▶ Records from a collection

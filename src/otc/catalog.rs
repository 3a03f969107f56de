//! Service catalog and endpoint resolution
//!
//! Every OTC service the session exposes is declared once in [`SERVICES`].
//! Endpoints come from, in order: a `<service>_endpoint_override` in the
//! cloud profile, the Keystone catalog (host taken from the catalog, path
//! from the descriptor), or the regional naming convention
//! `https://<host>.<region>.otc.t-systems.com`.

use serde_json::Value;
use std::collections::BTreeMap;
use std::sync::OnceLock;

use super::http::ApiError;

/// Static description of one service namespace
#[derive(Debug, Clone, Copy)]
pub struct ServiceDescriptor {
    /// Namespace name on the session, e.g. `rds`
    pub name: &'static str,
    /// Keystone catalog `type` values that identify the service
    pub catalog_types: &'static [&'static str],
    /// Host prefix for the regional convention
    pub host: &'static str,
    /// Versioned base path; `{project_id}` is substituted
    pub path: &'static str,
}

pub const SERVICES: &[ServiceDescriptor] = &[
    ServiceDescriptor { name: "compute", catalog_types: &["compute"], host: "ecs", path: "/v2.1/{project_id}" },
    ServiceDescriptor { name: "network", catalog_types: &["network"], host: "vpc", path: "/v2.0" },
    ServiceDescriptor { name: "block_storage", catalog_types: &["volumev3", "block-storage"], host: "evs", path: "/v3/{project_id}" },
    ServiceDescriptor { name: "dns", catalog_types: &["dns"], host: "dns", path: "/v2" },
    ServiceDescriptor { name: "identity", catalog_types: &["identity"], host: "iam", path: "/v3" },
    ServiceDescriptor { name: "image", catalog_types: &["image"], host: "ims", path: "/v2" },
    ServiceDescriptor { name: "object_store", catalog_types: &["object-store", "object"], host: "swift", path: "/v1/AUTH_{project_id}" },
    ServiceDescriptor { name: "auto_scaling", catalog_types: &["asv1", "as"], host: "as", path: "/autoscaling-api/v1/{project_id}" },
    ServiceDescriptor { name: "rds", catalog_types: &["rdsv3", "rds"], host: "rds", path: "/v3/{project_id}" },
    ServiceDescriptor { name: "cce", catalog_types: &["ccev2.0", "cce"], host: "cce", path: "/api/v3/projects/{project_id}" },
    ServiceDescriptor { name: "vpc", catalog_types: &["vpc"], host: "vpc", path: "/v1/{project_id}" },
    ServiceDescriptor { name: "waf", catalog_types: &["waf"], host: "waf", path: "/v1/{project_id}/waf" },
    ServiceDescriptor { name: "dms", catalog_types: &["dms", "dmsv1"], host: "dms", path: "/v1.0/{project_id}" },
    ServiceDescriptor { name: "dcs", catalog_types: &["dcs", "dcsv1"], host: "dcs", path: "/v1.0/{project_id}" },
    ServiceDescriptor { name: "css", catalog_types: &["css"], host: "css", path: "/v1.0/{project_id}" },
    ServiceDescriptor { name: "dds", catalog_types: &["ddsv3", "dds"], host: "dds", path: "/v3/{project_id}" },
    ServiceDescriptor { name: "deh", catalog_types: &["deh", "dehv1"], host: "deh", path: "/v1.0/{project_id}" },
    ServiceDescriptor { name: "ces", catalog_types: &["cesv1", "ces"], host: "ces", path: "/V1.0/{project_id}" },
    ServiceDescriptor { name: "nat", catalog_types: &["nat"], host: "nat", path: "/v2.0" },
    ServiceDescriptor { name: "cbr", catalog_types: &["cbr"], host: "cbr", path: "/v3/{project_id}" },
    ServiceDescriptor { name: "sfsturbo", catalog_types: &["sfsturbo"], host: "sfs-turbo", path: "/v1/{project_id}/sfs-turbo" },
    ServiceDescriptor { name: "swr", catalog_types: &["swr"], host: "swr-api", path: "/v2" },
    ServiceDescriptor { name: "anti_ddos", catalog_types: &["antiddos", "anti_ddos"], host: "antiddos", path: "/v1/{project_id}" },
    ServiceDescriptor { name: "lts", catalog_types: &["lts"], host: "lts", path: "/v2/{project_id}" },
    ServiceDescriptor { name: "kms", catalog_types: &["kms", "kmsv1"], host: "kms", path: "/v1.0/{project_id}/kms" },
];

/// Lookup table by namespace name
fn service_map() -> &'static BTreeMap<&'static str, &'static ServiceDescriptor> {
    static MAP: OnceLock<BTreeMap<&'static str, &'static ServiceDescriptor>> = OnceLock::new();
    MAP.get_or_init(|| SERVICES.iter().map(|s| (s.name, s)).collect())
}

pub fn get_service(name: &str) -> Option<&'static ServiceDescriptor> {
    service_map().get(name).copied()
}

/// Namespace names in declaration order
pub fn service_names() -> Vec<&'static str> {
    SERVICES.iter().map(|s| s.name).collect()
}

#[derive(Debug, Clone)]
struct CatalogEndpoint {
    interface: String,
    region: Option<String>,
    url: String,
}

/// Keystone service catalog, keyed by service type
#[derive(Debug, Clone, Default)]
pub struct ServiceCatalog {
    entries: BTreeMap<String, Vec<CatalogEndpoint>>,
}

impl ServiceCatalog {
    /// Parse the `catalog` array of a Keystone token body
    pub fn from_token(token: &Value) -> Self {
        let mut entries: BTreeMap<String, Vec<CatalogEndpoint>> = BTreeMap::new();

        let services = token.get("catalog").and_then(Value::as_array);
        for service in services.into_iter().flatten() {
            let Some(kind) = service.get("type").and_then(Value::as_str) else {
                continue;
            };
            let endpoints = service.get("endpoints").and_then(Value::as_array);
            for endpoint in endpoints.into_iter().flatten() {
                let Some(url) = endpoint.get("url").and_then(Value::as_str) else {
                    continue;
                };
                entries.entry(kind.to_string()).or_default().push(CatalogEndpoint {
                    interface: endpoint
                        .get("interface")
                        .and_then(Value::as_str)
                        .unwrap_or("public")
                        .to_string(),
                    region: endpoint
                        .get("region_id")
                        .or_else(|| endpoint.get("region"))
                        .and_then(Value::as_str)
                        .map(str::to_string),
                    url: url.to_string(),
                });
            }
        }

        Self { entries }
    }

    pub fn is_empty(&self) -> bool {
        self.entries.is_empty()
    }

    /// Catalog URL for the first matching type, interface and region.
    /// Endpoints without a region match any region.
    pub fn lookup(&self, types: &[&str], interface: &str, region: &str) -> Option<&str> {
        types.iter().find_map(|kind| {
            self.entries.get(*kind)?.iter().find_map(|e| {
                let region_ok = e.region.as_deref().map_or(true, |r| r == region);
                (e.interface == interface && region_ok).then_some(e.url.as_str())
            })
        })
    }
}

/// Resolves base URLs for service namespaces
#[derive(Debug, Clone)]
pub struct EndpointResolver {
    catalog: ServiceCatalog,
    overrides: BTreeMap<String, String>,
    interface: String,
    region: String,
    project_id: String,
}

impl EndpointResolver {
    pub fn new(
        catalog: ServiceCatalog,
        overrides: BTreeMap<String, String>,
        interface: &str,
        region: &str,
        project_id: &str,
    ) -> Self {
        Self {
            catalog,
            overrides,
            interface: interface.to_string(),
            region: region.to_string(),
            project_id: project_id.to_string(),
        }
    }

    pub fn region(&self) -> &str {
        &self.region
    }

    /// Base URL of a namespace, without trailing slash
    pub fn endpoint(&self, service: &str) -> Result<String, ApiError> {
        let descriptor = get_service(service).ok_or_else(|| ApiError::MissingEndpoint(service.to_string()))?;

        if let Some(url) = self.overrides.get(service) {
            let url = url
                .replace("%(project_id)s", &self.project_id)
                .replace("$(project_id)s", &self.project_id)
                .replace("{project_id}", &self.project_id);
            return Ok(url.trim_end_matches('/').to_string());
        }

        let path = descriptor.path.replace("{project_id}", &self.project_id);

        if let Some(url) = self.catalog.lookup(descriptor.catalog_types, &self.interface, &self.region) {
            let origin = origin_of(url)?;
            return Ok(format!("{}{}", origin, path));
        }

        Ok(format!(
            "https://{}.{}.otc.t-systems.com{}",
            descriptor.host, self.region, path
        ))
    }
}

/// Scheme, host and port of a URL
fn origin_of(url: &str) -> Result<String, ApiError> {
    let parsed = url::Url::parse(url).map_err(|e| ApiError::Config(format!("invalid catalog URL {}: {}", url, e)))?;
    Ok(parsed.origin().ascii_serialization())
}

#[cfg(test)]
mod tests {
    use super::*;
    use serde_json::json;

    fn token() -> Value {
        json!({
            "catalog": [
                {
                    "type": "rdsv3",
                    "endpoints": [
                        {"interface": "public", "region_id": "eu-de", "url": "https://rds.eu-de.otc.t-systems.com:443/v3/abc"},
                        {"interface": "internal", "region_id": "eu-de", "url": "https://rds.internal/v3/abc"}
                    ]
                },
                {
                    "type": "network",
                    "endpoints": [
                        {"interface": "public", "region": "eu-nl", "url": "https://vpc.eu-nl.otc.t-systems.com"}
                    ]
                }
            ]
        })
    }

    #[test]
    fn test_registry_has_otc_namespaces() {
        for name in ["auto_scaling", "rds", "cce", "dns", "vpc", "waf", "dms", "dcs", "css", "dds", "deh",
            "ces", "nat", "cbr", "sfsturbo", "swr", "anti_ddos", "lts", "kms"]
        {
            assert!(get_service(name).is_some(), "missing {}", name);
        }
        assert!(get_service("gke").is_none());
    }

    #[test]
    fn test_catalog_origin_plus_canonical_path() {
        let resolver = EndpointResolver::new(
            ServiceCatalog::from_token(&token()),
            BTreeMap::new(),
            "public",
            "eu-de",
            "p1",
        );
        assert_eq!(resolver.endpoint("rds").unwrap(), "https://rds.eu-de.otc.t-systems.com/v3/p1");
    }

    #[test]
    fn test_interface_selection() {
        let resolver = EndpointResolver::new(
            ServiceCatalog::from_token(&token()),
            BTreeMap::new(),
            "internal",
            "eu-de",
            "p1",
        );
        assert_eq!(resolver.endpoint("rds").unwrap(), "https://rds.internal/v3/p1");
    }

    #[test]
    fn test_region_mismatch_falls_back_to_convention() {
        let resolver = EndpointResolver::new(
            ServiceCatalog::from_token(&token()),
            BTreeMap::new(),
            "public",
            "eu-de",
            "p1",
        );
        assert_eq!(resolver.endpoint("network").unwrap(), "https://vpc.eu-de.otc.t-systems.com/v2.0");
        assert_eq!(resolver.endpoint("waf").unwrap(), "https://waf.eu-de.otc.t-systems.com/v1/p1/waf");
    }

    #[test]
    fn test_override_wins() {
        let overrides = BTreeMap::from([(
            "rds".to_string(),
            "http://127.0.0.1:9000/v3/%(project_id)s/".to_string(),
        )]);
        let resolver = EndpointResolver::new(ServiceCatalog::default(), overrides, "public", "eu-de", "p1");
        assert_eq!(resolver.endpoint("rds").unwrap(), "http://127.0.0.1:9000/v3/p1");
    }

    #[test]
    fn test_unknown_service() {
        let resolver = EndpointResolver::new(ServiceCatalog::default(), BTreeMap::new(), "public", "eu-de", "p1");
        assert_eq!(
            resolver.endpoint("bigquery").unwrap_err(),
            ApiError::MissingEndpoint("bigquery".to_string())
        );
    }
}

▶ Your assignment
Please reproduce, exactly as written, the lines of the records from the first line through the one containing "use super::http::ApiError;".

▶ Answer box
filename src/otc/catalog.rs
repository 3a03f969107f56de
//! Service catalog and endpoint resolution
//!
//! Every OTC service the session exposes is declared once in [`SERVICES`].
//! Endpoints come from, in order: a `<service>_endpoint_override` in the
//! cloud profile, the Keystone catalog (host taken from the catalog, path
//! from the descriptor), or the regional naming convention
//! `https://<host>.<region>.otc.t-systems.com`.

use serde_json::Value;
use std::collections::BTreeMap;
use std::sync::OnceLock;

use super::http::ApiError;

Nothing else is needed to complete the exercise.